The Channel Register has drawn my attention to an interesting article by Mr Florian Mueller in euObserver.com entitled "Parliament should pass resolution on software patents". The gist of the article is a call to the European Parliament to pass a "short and simple resolution that calls on the administrative council and the president of the European Patent Office to take the appropriate measures so that the existing law be complied with......."
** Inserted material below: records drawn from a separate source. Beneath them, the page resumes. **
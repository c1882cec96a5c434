//! Pending record model

use std::path::PathBuf;

use chrono::Utc;
use serde::{Deserialize, Serialize};
use serde_json::Value;
use uuid::Uuid;

/// File attached to a report, referenced by path
#[derive(Debug, Clone, PartialEq, Eq, Serialize, Deserialize)]
#[serde(rename_all = "camelCase")]
pub struct AttachmentRef {
    /// Attachment file on disk
    pub file_path: PathBuf,
}

impl AttachmentRef {
    /// Reference the file at `file_path`
    pub fn new(file_path: impl Into<PathBuf>) -> Self {
        Self {
            file_path: file_path.into(),
        }
    }
}

/// A report that has not been delivered yet
///
/// Serialized as one `{id}-record.json` file. `locked` marks a record a
/// sender is working on; it is never persisted as `true`.
#[derive(Debug, Clone, PartialEq, Serialize, Deserialize)]
#[serde(rename_all = "camelCase")]
pub struct PendingRecord {
    /// Unique record id, also the file name stem
    pub id: String,

    /// Deduplication key, empty when deduplication is off
    pub hash: String,

    /// How many identical reports this record stands for
    pub count: u64,

    /// Creation time, epoch milliseconds
    pub timestamp: i64,

    /// Report payload
    pub data: Value,

    /// Attachment files sent with the report
    #[serde(default)]
    pub attachments: Vec<AttachmentRef>,

    /// Held by a sender
    #[serde(default)]
    pub locked: bool,

    /// Session that produced the report
    #[serde(default, skip_serializing_if = "Option::is_none")]
    pub session_id: Option<String>,
}

impl PendingRecord {
    /// Create an unlocked record with a fresh id
    pub fn new(data: Value, attachments: Vec<AttachmentRef>) -> Self {
        Self {
            id: Uuid::new_v4().to_string(),
            hash: String::new(),
            count: 1,
            timestamp: Utc::now().timestamp_millis(),
            data,
            attachments,
            locked: false,
            session_id: None,
        }
    }

    /// Set the deduplication key
    pub fn with_hash(mut self, hash: impl Into<String>) -> Self {
        self.hash = hash.into();
        self
    }

    /// Set the producing session
    pub fn with_session_id(mut self, session_id: impl Into<String>) -> Self {
        self.session_id = Some(session_id.into());
        self
    }
}

#[cfg(test)]
mod tests {
    use super::*;
    use serde_json::json;

    #[test]
    fn test_new_record_defaults() {
        let record = PendingRecord::new(json!({"message": "boom"}), vec![]);

        assert_eq!(record.count, 1);
        assert!(!record.locked);
        assert!(record.hash.is_empty());
        assert!(record.timestamp > 0);
        assert!(Uuid::parse_str(&record.id).is_ok());
    }

    #[test]
    fn test_ids_are_unique() {
        let a = PendingRecord::new(Value::Null, vec![]);
        let b = PendingRecord::new(Value::Null, vec![]);
        assert_ne!(a.id, b.id);
    }

    #[test]
    fn test_json_field_names() {
        let record = PendingRecord::new(json!({}), vec![AttachmentRef::new("/tmp/a.log")])
            .with_session_id("abc");
        let value = serde_json::to_value(&record).unwrap();

        assert_eq!(value["sessionId"], "abc");
        assert_eq!(value["attachments"][0]["filePath"], "/tmp/a.log");
        assert_eq!(value["locked"], false);
    }

    #[test]
    fn test_missing_required_field_rejected() {
        let json = r#"{"id":"x","count":1,"timestamp":1,"data":{}}"#;
        assert!(serde_json::from_str::<PendingRecord>(json).is_err());
    }

    #[test]
    fn test_optional_fields_default() {
        let json = r#"{"id":"x","hash":"","count":2,"timestamp":1,"data":null}"#;
        let record: PendingRecord = serde_json::from_str(json).unwrap();

        assert!(record.attachments.is_empty());
        assert!(!record.locked);
        assert!(record.session_id.is_none());
    }
}
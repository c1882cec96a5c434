//! Tests for writer errors and metrics

use crate::{WriterError, WriterMetrics};

#[test]
fn test_metrics_new() {
    let snapshot = WriterMetrics::new().snapshot();

    assert_eq!(snapshot.lines_written, 0);
    assert_eq!(snapshot.bytes_written, 0);
    assert_eq!(snapshot.batches_written, 0);
    assert_eq!(snapshot.rotations, 0);
    assert_eq!(snapshot.write_errors, 0);
}

#[test]
fn test_metrics_batch_written() {
    let metrics = WriterMetrics::new();

    metrics.batch_written(3, 30);
    metrics.batch_written(1, 12);

    let snapshot = metrics.snapshot();
    assert_eq!(snapshot.batches_written, 2);
    assert_eq!(snapshot.lines_written, 4);
    assert_eq!(snapshot.bytes_written, 42);
}

#[test]
fn test_metrics_rotations_and_errors() {
    let metrics = WriterMetrics::new();

    metrics.rotated();
    metrics.write_error();
    metrics.write_error();

    let snapshot = metrics.snapshot();
    assert_eq!(snapshot.rotations, 1);
    assert_eq!(snapshot.write_errors, 2);
}

#[test]
fn test_error_messages() {
    assert!(WriterError::Disposed.to_string().contains("disposed"));

    let err = WriterError::invalid_limit("max_lines");
    assert!(err.to_string().contains("max_lines"));
    assert!(err.to_string().contains("greater than 0"));
}
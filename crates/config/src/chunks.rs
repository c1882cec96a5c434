//! Chunked file output configuration

use serde::Deserialize;

/// How a length-bounded chunk treats line boundaries
#[derive(Debug, Clone, Copy, Default, Deserialize, PartialEq, Eq)]
#[serde(rename_all = "lowercase")]
pub enum WholeLinesMode {
    /// Cut exactly at the length limit
    None,
    /// Cut at the last newline; force-split lines longer than a chunk (default)
    #[default]
    Break,
    /// Cut at the last newline; drop lines longer than a chunk
    Skip,
}

/// Chunked file output configuration
///
/// # Example
///
/// ```toml
/// [chunks]
/// max_length = 1048576
/// max_files = 4
/// whole_lines = "break"
/// allow_empty_chunks = false
/// ```
#[derive(Debug, Clone, Deserialize)]
#[serde(default)]
pub struct ChunksConfig {
    /// Bytes per chunk
    /// Default: 1048576 (1MB)
    pub max_length: usize,

    /// Chunk files retained
    /// Default: 4
    pub max_files: usize,

    /// Line boundary policy
    /// Default: break
    pub whole_lines: WholeLinesMode,

    /// Surface zero-length chunks to the sink
    /// Default: false
    pub allow_empty_chunks: bool,
}

impl Default for ChunksConfig {
    fn default() -> Self {
        Self {
            max_length: 1024 * 1024,
            max_files: 4,
            whole_lines: WholeLinesMode::Break,
            allow_empty_chunks: false,
        }
    }
}

#[cfg(test)]
mod tests {
    use super::*;

    #[test]
    fn test_deserialize_whole_lines_modes() {
        for (s, expected) in [
            ("none", WholeLinesMode::None),
            ("break", WholeLinesMode::Break),
            ("skip", WholeLinesMode::Skip),
        ] {
            let config: ChunksConfig = toml::from_str(&format!("whole_lines = \"{s}\"")).unwrap();
            assert_eq!(config.whole_lines, expected);
        }
    }

    #[test]
    fn test_defaults() {
        let config: ChunksConfig = toml::from_str("").unwrap();
        assert_eq!(config.max_length, 1024 * 1024);
        assert_eq!(config.whole_lines, WholeLinesMode::Break);
        assert!(!config.allow_empty_chunks);
    }
}
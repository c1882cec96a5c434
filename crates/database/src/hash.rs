//! Deduplication keys
//!
//! Reports that hash to the same key describe the same problem. The key is
//! a sha256 over the parts of the report selected by a
//! [`DeduplicationStrategy`]; a report carrying the `_mod_fingerprint`
//! attribute uses that value instead.

use std::ops::BitOr;

use backlog_config::DeduplicationKey;
use serde_json::Value;
use sha2::{Digest, Sha256};

/// Attribute that overrides the computed key
pub const CUSTOM_FINGERPRINT_ATTRIBUTE: &str = "_mod_fingerprint";

/// Lowercase hex sha256 of `input`
pub fn hash(input: &str) -> String {
    hex::encode(Sha256::digest(input.as_bytes()))
}

/// Set of report parts hashed into the key
#[derive(Debug, Clone, Copy, PartialEq, Eq, Default)]
pub struct DeduplicationStrategy(u8);

impl DeduplicationStrategy {
    /// No deduplication
    pub const NONE: Self = Self(0);
    /// Main thread stack
    pub const CALLSTACK: Self = Self(1 << 0);
    /// Exception classifiers
    pub const CLASSIFIER: Self = Self(1 << 1);
    /// `error.message` attribute
    pub const MESSAGE: Self = Self(1 << 2);
    /// Every part
    pub const ALL: Self = Self(Self::CALLSTACK.0 | Self::CLASSIFIER.0 | Self::MESSAGE.0);

    /// Whether every part of `other` is selected
    pub fn contains(self, other: Self) -> bool {
        self.0 & other.0 == other.0
    }

    /// Whether nothing is selected
    pub fn is_none(self) -> bool {
        self.0 == 0
    }

    /// Strategy selecting the configured keys
    pub fn from_keys(keys: &[DeduplicationKey]) -> Self {
        keys.iter().fold(Self::NONE, |strategy, key| {
            strategy
                | match key {
                    DeduplicationKey::Callstack => Self::CALLSTACK,
                    DeduplicationKey::Classifier => Self::CLASSIFIER,
                    DeduplicationKey::Message => Self::MESSAGE,
                    DeduplicationKey::All => Self::ALL,
                }
        })
    }
}

impl BitOr for DeduplicationStrategy {
    type Output = Self;

    fn bitor(self, rhs: Self) -> Self {
        Self(self.0 | rhs.0)
    }
}

/// Computes deduplication keys for report payloads
///
/// Payloads are report JSON objects with `classifiers` (array of strings),
/// `threads` (object keyed by thread name), `mainThread` and `attributes`.
/// Missing parts contribute nothing.
#[derive(Debug, Clone, Copy, Default)]
pub struct DeduplicationModel {
    strategy: DeduplicationStrategy,
}

impl DeduplicationModel {
    /// Create a model hashing the parts selected by `strategy`
    pub fn new(strategy: DeduplicationStrategy) -> Self {
        Self { strategy }
    }

    /// Deduplication key of `data`; empty when deduplication is off and no
    /// fingerprint is set
    pub fn key(&self, data: &Value) -> String {
        if let Some(fingerprint) = data["attributes"][CUSTOM_FINGERPRINT_ATTRIBUTE].as_str()
            && !fingerprint.is_empty()
        {
            return fingerprint.to_string();
        }

        if self.strategy.is_none() {
            return String::new();
        }

        let mut payload = String::new();
        if self.strategy.contains(DeduplicationStrategy::CLASSIFIER)
            && let Some(classifiers) = data["classifiers"].as_array()
        {
            let names: Vec<&str> = classifiers.iter().filter_map(Value::as_str).collect();
            payload.push_str(&names.join(","));
        }
        if self.strategy.contains(DeduplicationStrategy::CALLSTACK)
            && let Some(main_thread) = data["mainThread"].as_str()
        {
            let stack = &data["threads"][main_thread];
            if !stack.is_null() {
                payload.push_str(&stack.to_string());
            }
        }
        if self.strategy.contains(DeduplicationStrategy::MESSAGE)
            && let Some(message) = data["attributes"]["error.message"].as_str()
        {
            payload.push_str(message);
        }

        hash(&payload)
    }
}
Whatever one's views on the desirability of software and business method patents, such a resolution would be impertinent. As Jacob J said in R v Comptroller (ex parte Lenzing AG)  EWHC Admin 390 (BAILII) at paragraph , the EPO has nothing whatsoever to with the EC:
"The EPC did not form and does not form part of the legal framework of the then European Economic Community (now the European Union). Countries outside the Community can be and are signatories. Switzerland, for instance, was a founder member of the EPC and one of the first countries to ratify it. There are now 17 member states and others (including perhaps some Eastern European countries) are actively thinking of and preparing to join. Thus the EPC is a free-standing international convention."
In the last 9 years, the number of contracting parties has double. Many of the countries that have acceded to the EPO have no intention, or no immediate prospect, of joining the EU.
Some of Mr Mueller's other remarks are close to intemperate. One example is his paragraph heading "Patent offices disobey the law" albeit that it is watered down in the text to "flagrantly bending the law". Another is his observation that "until they are invalidated, [invalid software] patents can be used to intimidate the innocent". The difficulty that most of my clients find is quite the reverse. IP litigation is so expensive (at least in this country) that they dare not risk enforcing palpably valid patents. There are effective safeguards, such as s.70 and s.71 of the British Patents Act 1977, to discourage patentees from throwing their weight about.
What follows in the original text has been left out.